Stored data:
[Start of section]

//! Integration tests for delta listings
//!
//! - Full listing of a root folder
//! - Pagination across multiple pages
//! - Incremental listing from a saved cursor
//! - Latest cursor
//! - Missing deltaLink and 429 handling

use vaultsync_core::domain::DeltaCursor;
use vaultsync_graph::{delta, graph_error, GraphError};
use wiremock::matchers::{method, path, query_param};
use wiremock::{Mock, ResponseTemplate};

use crate::common;

#[tokio::test]
async fn test_full_listing_returns_items_and_cursor() {
    let (server, client) = common::setup_graph_mock().await;

    let items = serde_json::json!([
        common::folder_item("f-1", "notes", "/drive/root:/Apps/VaultSync/Vault"),
        common::file_item(
            "i-1",
            "today.md",
            "/drive/root:/Apps/VaultSync/Vault/notes",
            "2026-01-15T10:00:00Z"
        ),
    ]);
    common::mount_delta_single_page(&server, "Vault", items, "tok-1").await;

    let listing = delta::full_listing(&client, "Vault")
        .await
        .expect("full listing failed");

    assert_eq!(listing.items.len(), 2);
    assert!(listing.items[0].is_folder);
    assert_eq!(listing.items[1].name, "today.md");
    assert_eq!(listing.items[1].size, 12);
    assert_eq!(listing.cursor.as_str(), common::delta_link(&server, "tok-1"));
}

#[tokio::test]
async fn test_full_listing_follows_next_links() {
    let (server, client) = common::setup_graph_mock().await;

    Mock::given(method("GET"))
        .and(path("/special/approot:/Vault:/delta"))
        .respond_with(ResponseTemplate::new(200).set_body_json(serde_json::json!({
            "value": [
                common::file_item("a", "a.md", "/drive/root:/Apps/X/Vault", "2026-01-01T00:00:00Z")
            ],
            "@odata.nextLink": format!("{}/page2", server.uri())
        })))
        .expect(1)
        .mount(&server)
        .await;

    Mock::given(method("GET"))
        .and(path("/page2"))
        .respond_with(ResponseTemplate::new(200).set_body_json(serde_json::json!({
            "value": [
                common::file_item("b", "b.md", "/drive/root:/Apps/X/Vault", "2026-01-01T00:00:00Z")
            ],
            "@odata.deltaLink": common::delta_link(&server, "after-2-pages")
        })))
        .expect(1)
        .mount(&server)
        .await;

    let listing = delta::full_listing(&client, "Vault").await.unwrap();
    let names: Vec<&str> = listing.items.iter().map(|i| i.name.as_str()).collect();
    assert_eq!(names, vec!["a.md", "b.md"]);
    assert!(listing.cursor.as_str().ends_with("token=after-2-pages"));
}

#[tokio::test]
async fn test_incremental_listing_starts_from_cursor() {
    let (server, client) = common::setup_graph_mock().await;

    Mock::given(method("GET"))
        .and(path("/special/approot/delta"))
        .and(query_param("token", "previous"))
        .respond_with(ResponseTemplate::new(200).set_body_json(serde_json::json!({
            "value": [{ "id": "gone", "name": "old.md", "deleted": {} }],
            "@odata.deltaLink": common::delta_link(&server, "next")
        })))
        .expect(1)
        .mount(&server)
        .await;

    let cursor = DeltaCursor::new(common::delta_link(&server, "previous")).unwrap();
    let listing = delta::incremental_listing(&client, &cursor).await.unwrap();

    assert_eq!(listing.items.len(), 1);
    assert!(listing.items[0].is_deleted);
    assert!(listing.cursor.as_str().ends_with("token=next"));
}

#[tokio::test]
async fn test_missing_delta_link_is_an_error() {
    let (server, client) = common::setup_graph_mock().await;

    Mock::given(method("GET"))
        .and(path("/special/approot:/Vault:/delta"))
        .respond_with(ResponseTemplate::new(200).set_body_json(serde_json::json!({
            "value": []
        })))
        .mount(&server)
        .await;

    let err = delta::full_listing(&client, "Vault").await.unwrap_err();
    assert!(matches!(graph_error(&err), Some(GraphError::MissingDeltaLink)));
}

#[tokio::test]
async fn test_latest_cursor() {
    let (server, client) = common::setup_graph_mock().await;

    Mock::given(method("GET"))
        .and(path("/special/approot/delta"))
        .and(query_param("token", "latest"))
        .respond_with(ResponseTemplate::new(200).set_body_json(serde_json::json!({
            "value": [],
            "@odata.deltaLink": common::delta_link(&server, "now")
        })))
        .expect(1)
        .mount(&server)
        .await;

    let cursor = delta::latest_cursor(&client).await.unwrap();
    assert!(cursor.as_str().ends_with("token=now"));
}

#[tokio::test]
async fn test_throttled_request_is_retried() {
    let (server, client) = common::setup_graph_mock().await;

    Mock::given(method("GET"))
        .and(path("/special/approot/delta"))
        .respond_with(ResponseTemplate::new(429).insert_header("Retry-After", "0"))
        .up_to_n_times(2)
        .expect(2)
        .mount(&server)
        .await;

    Mock::given(method("GET"))
        .and(path("/special/approot/delta"))
        .respond_with(ResponseTemplate::new(200).set_body_json(serde_json::json!({
            "value": [],
            "@odata.deltaLink": common::delta_link(&server, "after-retry")
        })))
        .expect(1)
        .mount(&server)
        .await;

    let cursor = delta::latest_cursor(&client).await.unwrap();
    assert!(cursor.as_str().ends_with("token=after-retry"));
}

#[tokio::test]
async fn test_retry_limit_exhausted() {
    let (server, client) = common::setup_graph_mock().await;
    let client = client.with_max_retries(1);

    Mock::given(method("GET"))
        .and(path("/special/approot/delta"))
        .respond_with(ResponseTemplate::new(429).insert_header("Retry-After", "0"))
        .expect(2)
        .mount(&server)
        .await;

    let err = delta::latest_cursor(&client).await.unwrap_err();
    assert!(matches!(
        graph_error(&err),
        Some(GraphError::TooManyRequests { .. })
    ));
}

#[tokio::test]
async fn test_server_error_is_classified() {
    let (server, client) = common::setup_graph_mock().await;

    Mock::given(method("GET"))
        .and(path("/special/approot:/Vault:/delta"))
        .respond_with(ResponseTemplate::new(503).set_body_string("maintenance"))
        .mount(&server)
        .await;

    let err = delta::full_listing(&client, "Vault").await.unwrap_err();
    assert!(matches!(graph_error(&err), Some(GraphError::ServerError(_))));
}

[End of section]

> [Your goal]:
Print each line of the data exactly. Keep all of it.

> [Task result]:
//! Integration tests for delta listings
//!
//! - Full listing of a root folder
//! - Pagination across multiple pages
//! - Incremental listing from a saved cursor
//! - Latest cursor
//! - Missing deltaLink and 429 handling

use vaultsync_core::domain::DeltaCursor;
use vaultsync_graph::{delta, graph_error, GraphError};
use wiremock::matchers::{method, path, query_param};
use wiremock::{Mock, ResponseTemplate};

use crate::common;

#[tokio::test]
async fn test_full_listing_returns_items_and_cursor() {
    let (server, client) = common::setup_graph_mock().await;

    let items = serde_json::json!([
        common::folder_item("f-1", "notes", "/drive/root:/Apps/VaultSync/Vault"),
        common::file_item(
            "i-1",
            "today.md",
            "/drive/root:/Apps/VaultSync/Vault/notes",
            "2026-01-15T10:00:00Z"
        ),
    ]);
    common::mount_delta_single_page(&server, "Vault", items, "tok-1").await;

    let listing = delta::full_listing(&client, "Vault")
        .await
        .expect("full listing failed");

    assert_eq!(listing.items.len(), 2);
    assert!(listing.items[0].is_folder);
    assert_eq!(listing.items[1].name, "today.md");
    assert_eq!(listing.items[1].size, 12);
    assert_eq!(listing.cursor.as_str(), common::delta_link(&server, "tok-1"));
}

#[tokio::test]
async fn test_full_listing_follows_next_links() {
    let (server, client) = common::setup_graph_mock().await;

    Mock::given(method("GET"))
        .and(path("/special/approot:/Vault:/delta"))
        .respond_with(ResponseTemplate::new(200).set_body_json(serde_json::json!({
            "value": [
                common::file_item("a", "a.md", "/drive/root:/Apps/X/Vault", "2026-01-01T00:00:00Z")
            ],
            "@odata.nextLink": format!("{}/page2", server.uri())
        })))
        .expect(1)
        .mount(&server)
        .await;

    Mock::given(method("GET"))
        .and(path("/page2"))
        .respond_with(ResponseTemplate::new(200).set_body_json(serde_json::json!({
            "value": [
                common::file_item("b", "b.md", "/drive/root:/Apps/X/Vault", "2026-01-01T00:00:00Z")
            ],
            "@odata.deltaLink": common::delta_link(&server, "after-2-pages")
        })))
        .expect(1)
        .mount(&server)
        .await;

    let listing = delta::full_listing(&client, "Vault").await.unwrap();
    let names: Vec<&str> = listing.items.iter().map(|i| i.name.as_str()).collect();
    assert_eq!(names, vec!["a.md", "b.md"]);
    assert!(listing.cursor.as_str().ends_with("token=after-2-pages"));
}

#[tokio::test]
async fn test_incremental_listing_starts_from_cursor() {
    let (server, client) = common::setup_graph_mock().await;

    Mock::given(method("GET"))
        .and(path("/special/approot/delta"))
        .and(query_param("token", "previous"))
        .respond_with(ResponseTemplate::new(200).set_body_json(serde_json::json!({
            "value": [{ "id": "gone", "name": "old.md", "deleted": {} }],
            "@odata.deltaLink": common::delta_link(&server, "next")
        })))
        .expect(1)
        .mount(&server)
        .await;

    let cursor = DeltaCursor::new(common::delta_link(&server, "previous")).unwrap();
    let listing = delta::incremental_listing(&client, &cursor).await.unwrap();

    assert_eq!(listing.items.len(), 1);
    assert!(listing.items[0].is_deleted);
    assert!(listing.cursor.as_str().ends_with("token=next"));
}

#[tokio::test]
async fn test_missing_delta_link_is_an_error() {
    let (server, client) = common::setup_graph_mock().await;

    Mock::given(method("GET"))
        .and(path("/special/approot:/Vault:/delta"))
        .respond_with(ResponseTemplate::new(200).set_body_json(serde_json::json!({
            "value": []
        })))
        .mount(&server)
        .await;

    let err = delta::full_listing(&client, "Vault").await.unwrap_err();
    assert!(matches!(graph_error(&err), Some(GraphError::MissingDeltaLink)));
}

#[tokio::test]
async fn test_latest_cursor() {
    let (server, client) = common::setup_graph_mock().await;

    Mock::given(method("GET"))
        .and(path("/special/approot/delta"))
        .and(query_param("token", "latest"))
        .respond_with(ResponseTemplate::new(200).set_body_json(serde_json::json!({
            "value": [],
            "@odata.deltaLink": common::delta_link(&server, "now")
        })))
        .expect(1)
        .mount(&server)
        .await;

    let cursor = delta::latest_cursor(&client).await.unwrap();
    assert!(cursor.as_str().ends_with("token=now"));
}

#[tokio::test]
async fn test_throttled_request_is_retried() {
    let (server, client) = common::setup_graph_mock().await;

    Mock::given(method("GET"))
        .and(path("/special/approot/delta"))
        .respond_with(ResponseTemplate::new(429).insert_header("Retry-After", "0"))
        .up_to_n_times(2)
        .expect(2)
        .mount(&server)
        .await;

    Mock::given(method("GET"))
        .and(path("/special/approot/delta"))
        .respond_with(ResponseTemplate::new(200).set_body_json(serde_json::json!({
            "value": [],
            "@odata.deltaLink": common::delta_link(&server, "after-retry")
        })))
        .expect(1)
        .mount(&server)
        .await;

    let cursor = delta::latest_cursor(&client).await.unwrap();
    assert!(cursor.as_str().ends_with("token=after-retry"));
}

#[tokio::test]
async fn test_retry_limit_exhausted() {
    let (server, client) = common::setup_graph_mock().await;
    let client = client.with_max_retries(1);

    Mock::given(method("GET"))
        .and(path("/special/approot/delta"))
        .respond_with(ResponseTemplate::new(429).insert_header("Retry-After", "0"))
        .expect(2)
        .mount(&server)
        .await;

    let err = delta::latest_cursor(&client).await.unwrap_err();
    assert!(matches!(
        graph_error(&err),
        Some(GraphError::TooManyRequests { .. })
    ));
}

#[tokio::test]
async fn test_server_error_is_classified() {
    let (server, client) = common::setup_graph_mock().await;

    Mock::given(method("GET"))
        .and(path("/special/approot:/Vault:/delta"))
        .respond_with(ResponseTemplate::new(503).set_body_string("maintenance"))
        .mount(&server)
        .await;

    let err = delta::full_listing(&client, "Vault").await.unwrap_err();
    assert!(matches!(graph_error(&err), Some(GraphError::ServerError(_))));
}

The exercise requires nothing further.